As a banker, Eric Holterhues is struck by the fact that the cultural sector mainly concentrates on the short term: financing its operations, whereas what is important is to have a vision that will last longer than the next four years. If it is the mission of an organisation to provide society with a particular service, this ambition must also be able to be financed in the medium and long term. It is all about sustainable financial entrepreneurship.

When considering that art and culture are at a turning point – and that’s where we are, now that one of the most important finance providers, the government, is withdrawing – we immediately tend to look for solutions and focus on discussions about funding. However, when such serious developments as the ones we are seeing nowadays affect the financing of art and culture, it seems to me a good idea to take two steps back before we answer these questions. The first step is to establish the mission and ambition. Only then can we define the financing question.
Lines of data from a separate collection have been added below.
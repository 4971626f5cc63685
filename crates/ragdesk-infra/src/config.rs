//! Client configuration loader for ragdesk.
//!
//! Reads `config.toml` from the data directory (`~/.ragdesk/` in production)
//! and deserializes it into [`ClientConfig`]. Falls back to defaults when the
//! file is missing or malformed.

use std::path::Path;

use ragdesk_types::config::ClientConfig;

/// Minimum request timeout, so a typo cannot make every ask fail instantly.
const MIN_TIMEOUT_SECS: u64 = 1;

/// Load client configuration from `{data_dir}/config.toml`.
///
/// - If the file does not exist, returns [`ClientConfig::default()`].
/// - If the file exists but fails to parse, logs a warning and returns the default.
/// - Otherwise returns the parsed config with timeouts clamped to at least one second.
pub async fn load_client_config(data_dir: &Path) -> ClientConfig {
    let config_path = data_dir.join("config.toml");

    let content = match tokio::fs::read_to_string(&config_path).await {
        Ok(content) => content,
        Err(err) if err.kind() == std::io::ErrorKind::NotFound => {
            tracing::debug!("No config.toml found at {}, using defaults", config_path.display());
            return ClientConfig::default();
        }
        Err(err) => {
            tracing::warn!("Failed to read {}: {err}, using defaults", config_path.display());
            return ClientConfig::default();
        }
    };

    match toml::from_str::<ClientConfig>(&content) {
        Ok(mut config) => {
            config.connect_timeout_secs = config.connect_timeout_secs.max(MIN_TIMEOUT_SECS);
            config.request_timeout_secs = config.request_timeout_secs.max(MIN_TIMEOUT_SECS);
            config
        }
        Err(err) => {
            tracing::warn!(
                "Failed to parse {}: {err}, using defaults",
                config_path.display()
            );
            ClientConfig::default()
        }
    }
}

/// Apply a command-line server override on top of the loaded config.
///
/// Blank overrides are ignored.
pub fn apply_server_override(mut config: ClientConfig, server: Option<&str>) -> ClientConfig {
    if let Some(url) = server.map(str::trim).filter(|u| !u.is_empty()) {
        config.server_url = url.to_string();
    }
    config
}

#[cfg(test)]
mod tests {
    use super::*;
    use tempfile::TempDir;

    #[tokio::test]
    async fn load_client_config_missing_file_returns_default() {
        let tmp = TempDir::new().unwrap();
        let config = load_client_config(tmp.path()).await;
        assert_eq!(config, ClientConfig::default());
    }

    #[tokio::test]
    async fn load_client_config_valid_toml_returns_parsed() {
        let tmp = TempDir::new().unwrap();
        tokio::fs::write(
            tmp.path().join("config.toml"),
            r#"
server_url = "http://127.0.0.1:5000/"
connect_timeout_secs = 3
"#,
        )
        .await
        .unwrap();

        let config = load_client_config(tmp.path()).await;
        assert_eq!(config.server_url, "http://127.0.0.1:5000/");
        assert_eq!(config.connect_timeout_secs, 3);
        assert_eq!(config.request_timeout_secs, 60);
    }

    #[tokio::test]
    async fn load_client_config_invalid_toml_returns_default() {
        let tmp = TempDir::new().unwrap();
        tokio::fs::write(tmp.path().join("config.toml"), "this is not { valid toml !!!")
            .await
            .unwrap();

        let config = load_client_config(tmp.path()).await;
        assert_eq!(config, ClientConfig::default());
    }

    #[tokio::test]
    async fn load_client_config_clamps_zero_timeouts() {
        let tmp = TempDir::new().unwrap();
        tokio::fs::write(
            tmp.path().join("config.toml"),
            "connect_timeout_secs = 0\nrequest_timeout_secs = 0\n",
        )
        .await
        .unwrap();

        let config = load_client_config(tmp.path()).await;
        assert_eq!(config.connect_timeout_secs, MIN_TIMEOUT_SECS);
        assert_eq!(config.request_timeout_secs, MIN_TIMEOUT_SECS);
    }

    #[test]
    fn apply_server_override_replaces_url() {
        let config = apply_server_override(ClientConfig::default(), Some("http://10.1.1.1:5000"));
        assert_eq!(config.server_url, "http://10.1.1.1:5000");
    }

    #[test]
    fn apply_server_override_ignores_blank() {
        let config = apply_server_override(ClientConfig::default(), Some("  "));
        assert_eq!(config, ClientConfig::default());
        let config = apply_server_override(ClientConfig::default(), None);
        assert_eq!(config, ClientConfig::default());
    }
}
Step 1 – What is your mission?

In the summer of 2011 I attended the Summer Intensive Program in Arts Administration at New York University. The impressive thing about this programme was not so much that we learned all sorts of techniques for acquiring money in different ways, but the focus there was on non-profit organisations’ missions. What is your mission? What is your organisation’s purpose here on earth? How do you serve the community? The latter is a little different than the more point-blank question: what is your target group? It is asking how you as a cultural institution are literally of service to a community. How does your institution give added value to your community? What is its role in society? This mission points you in a direction: your ambition. In my opinion, certainly now that the landscape is changing so fast, every cultural institution should first ask itself these questions: What is our mission? What is our goal? 

Step 2 – Define your financing question

Once your mission and goal are known, another question needs to be answered before you start looking for sources of funding. This is the financing question: what do you need the money for?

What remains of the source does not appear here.